By Florence de Vries

  • Revenue increases 12%

  • Results show consumers drop pricey indulgences in tough times




    Sales of personal care goods weathered a tough economic storm to boost profit at AVI, but sales of luxury brands fell as the group reported a 12 percent increase in revenue from continuing operations in the year to June.

    AVI's revenue grew from R6.6 billion to R7.5bn in the period, while headline earnings a share were up 10 percent to R1.75. A final dividend of 52c and a total dividend up 10 percent to 88c was declared.

    "It is a well-known fact that consumers don't opt for fancy items in tough times and AVI's results is a reflection of this," Mohamed Loonat, a portfolio manager at Element One, said yesterday.

    Loonat referred to the "lipstick index", adding that AVI's personal care brands fell in the lower-price categories and that the group had benefited from the "buying down" trend.

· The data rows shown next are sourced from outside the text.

// 该文件是 Chewei （车位） 项目的一部分。
// src/output.rs - 输出定义
//
// 本文件根据 Apache 许可证第 2.0 版（以下简称“许可证”）授权使用；
// 除非遵守该许可证条款，否则您不得使用本文件。
// 您可通过以下网址获取许可证副本：
// http://www.apache.org/licenses/LICENSE-2.0
// 除非适用法律要求或书面同意，根据本许可协议分发的软件均按“原样”提供，
// 不附带任何形式的明示或暗示的保证或条件。
// 有关许可权限与限制的具体条款，请参阅本许可协议。
//
// Copyright (C) 2026 Johann Li <me@qinka.pro>, Wareless Group

use std::path::{Path, PathBuf};

use thiserror::Error;
use tracing::{debug, error};
use url::Url;

use crate::{
  FromUrl, FromUrlWithScheme, cascade::CascadeOutcome, frame::ImageFrame, url_path, url_query,
};

pub mod draw;
pub mod record;

pub trait Render<Frame, Output>: Sized {
  type Error;
  fn render_result(&self, frame: &Frame, result: &Output) -> Result<(), Self::Error>;
}

const DEFAULT_SUFFIX: &str = "occupancy";

#[derive(Error, Debug)]
pub enum OutputError {
  #[error("I/O 错误: {0}")]
  Io(#[from] std::io::Error),
  #[error("图像错误: {0}")]
  Image(#[from] image::ImageError),
  #[error("URI 方案不匹配: {0}")]
  SchemeMismatch(String),
}

/// 标注图像输出目录：每张输入图像保存为 `<stem>_<suffix>.<ext>`，格式与源图像一致
#[derive(Debug, Clone)]
pub struct AnnotatedDirectoryOutput {
  dir: PathBuf,
  suffix: String,
}

impl FromUrlWithScheme for AnnotatedDirectoryOutput {
  const SCHEME: &'static str = "folder";
}

impl FromUrl for AnnotatedDirectoryOutput {
  type Error = OutputError;

  fn from_url(url: &Url) -> Result<Self, Self::Error> {
    if url.scheme() != Self::SCHEME {
      error!(
        "URI 方案不匹配: 期望 '{}', 实际 '{}'",
        Self::SCHEME,
        url.scheme()
      );
      return Err(OutputError::SchemeMismatch(format!(
        "期望保存方式 '{}', 实际保存方式 '{}'",
        Self::SCHEME,
        url.scheme()
      )));
    }

    let output = Self::new(url_path(url));
    Ok(match url_query(url, "suffix") {
      Some(suffix) => output.with_suffix(suffix),
      None => output,
    })
  }
}

impl AnnotatedDirectoryOutput {
  pub fn new(dir: impl Into<PathBuf>) -> Self {
    Self {
      dir: dir.into(),
      suffix: DEFAULT_SUFFIX.to_string(),
    }
  }

  pub fn with_suffix(mut self, suffix: impl Into<String>) -> Self {
    self.suffix = suffix.into();
    self
  }

  pub fn dir(&self) -> &Path {
    &self.dir
  }

  /// 标注图像的保存路径
  pub fn output_path(&self, frame: &ImageFrame) -> PathBuf {
    let source = Path::new(&frame.image_id);
    let stem = source
      .file_stem()
      .map(|stem| stem.to_string_lossy().into_owned())
      .unwrap_or_else(|| frame.image_id.clone());

    let name = match frame.path.extension().or_else(|| source.extension()) {
      Some(ext) => format!("{}_{}.{}", stem, self.suffix, ext.to_string_lossy()),
      None => format!("{}_{}.png", stem, self.suffix),
    };
    self.dir.join(name)
  }
}

impl Render<ImageFrame, CascadeOutcome> for AnnotatedDirectoryOutput {
  type Error = OutputError;

  fn render_result(&self, frame: &ImageFrame, result: &CascadeOutcome) -> Result<(), Self::Error> {
    std::fs::create_dir_all(&self.dir)?;
    let path = self.output_path(frame);
    result.annotated.save(&path)?;
    debug!("保存标注图像到文件: {}", path.display());
    Ok(())
  }
}

#[cfg(test)]
mod tests {
  use super::*;
  use image::{Rgb, RgbImage};

  fn frame(name: &str) -> ImageFrame {
    ImageFrame::new(
      name,
      Path::new("/data/lot").join(name),
      RgbImage::from_pixel(16, 12, Rgb([1, 2, 3])),
    )
  }

  fn outcome(image: RgbImage) -> CascadeOutcome {
    CascadeOutcome {
      annotated: image,
      slots: Vec::new(),
      occupied: 0,
      empty: 0,
    }
  }

  #[test]
  fn output_names_keep_source_format() {
    let output = AnnotatedDirectoryOutput::new("/out");
    assert_eq!(
      output.output_path(&frame("lot_01.jpg")),
      Path::new("/out/lot_01_occupancy.jpg")
    );
    assert_eq!(
      output.output_path(&frame("a.b.PNG")),
      Path::new("/out/a.b_occupancy.PNG")
    );
  }

  #[test]
  fn from_url_reads_suffix() {
    let url = Url::parse("folder:///tmp/annotated%20out?suffix=marked").unwrap();
    let output = AnnotatedDirectoryOutput::from_url(&url).unwrap();
    assert_eq!(output.dir(), Path::new("/tmp/annotated out"));
    assert_eq!(
      output.output_path(&frame("x.png")),
      Path::new("/tmp/annotated out/x_marked.png")
    );

    let url = Url::parse("image:///tmp").unwrap();
    assert!(matches!(
      AnnotatedDirectoryOutput::from_url(&url),
      Err(OutputError::SchemeMismatch(_))
    ));
  }

  #[test]
  fn render_creates_directory_and_saves() {
    let dir = tempfile::tempdir().unwrap();
    let output = AnnotatedDirectoryOutput::new(dir.path().join("nested"));
    let frame = frame("spot.png");
    let annotated = RgbImage::from_pixel(16, 12, Rgb([200, 0, 0]));

    output.render_result(&frame, &outcome(annotated.clone())).unwrap();

    let saved = image::open(dir.path().join("nested/spot_occupancy.png"))
      .unwrap()
      .into_rgb8();
    assert_eq!(saved, annotated);
  }
}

    Coined by Estee Lauder chairman Leonard Lauder in a previous recession, the "lipstick index" is based on the theory that consumers turn to inexpensive indulgences when faced with an uncertain financial future.

    Operating profit rose 28.7 percent to R94.5 million in the personal care brands category.

    Indigo Cosmetics' revenue increased 17 percent, with body spray volumes supported by good performances in the make-up and fragrance categories.

    Chief executive Simon Crutchley said beauty sales had been boosted by strong growth in female deodorant spray brands AVI made, such as Yardley. The group had focused on innovation, which led to good growth.

    But luxury brands Nina Roche, Gant and Spitz in AVI's apparel and footwear category faced difficulties as demand came under pressure.

    Operating profit declined from R132.9m to R101.7m, with lower profit margins in Spitz and operating losses in Gant and Nina Roche.

    According to John Thompson, an equity analyst from Investec Asset Management, the second-half sales growth slowed considerably at Spitz. "The fact that AVI had to write down its investment value in Nina Roche underscores the trading difficulties."


    Loonat added that the footwear division had started taking a tumble in 2007, as margins steadily decreased by 30 percent in the past two years.

    Over the past few years AVI had steadily expanded the Spitz footprint through new and refurbished stores, but the higher fixed cost base contributed to a decrease of between 23.1 percent and 18.1 percent in operating profit margin in the current year.

    While AVI is not a staple food producer, it secured prices for a substantial quantity of raw materials before the spot prices when commodities dropped sharply, resulting in prolonged pressure on margins in a number of key categories.

    But growth in the demand for AVI's beverage and snack brands slowed. "This slowdown can be attributed to high food inflation levels, which led consumers to trade down the value chain. In certain cases, food brands have been shunned for no-name brands or even commodity products," Thompson said.

    According to Thompson, wage growth is above inflation levels, and the loss of employment in sectors such as financial services and the automotive industry has reduced consumer buying power.

    Though top-line growth slowed in the category, profit had marginally increased from R5.3bn to R6bn in the review period.

    Reduced access to funding has frustrated AVI's efforts to disinvest from its underperforming Argentinian hake and shrimp operation, Alpesca.

    The group said it remained committed to achieving a disposal during the next year.

    During the year Tiger Brands made an unsolicited approach to acquire the entire issued share capital of AVI but later withdrew the proposal.

    AVI incurred costs of R6m related to defending the bid from Tiger Brands.

    AVI shares fell 1.32 percent to R18.75 on the JSE yesterday.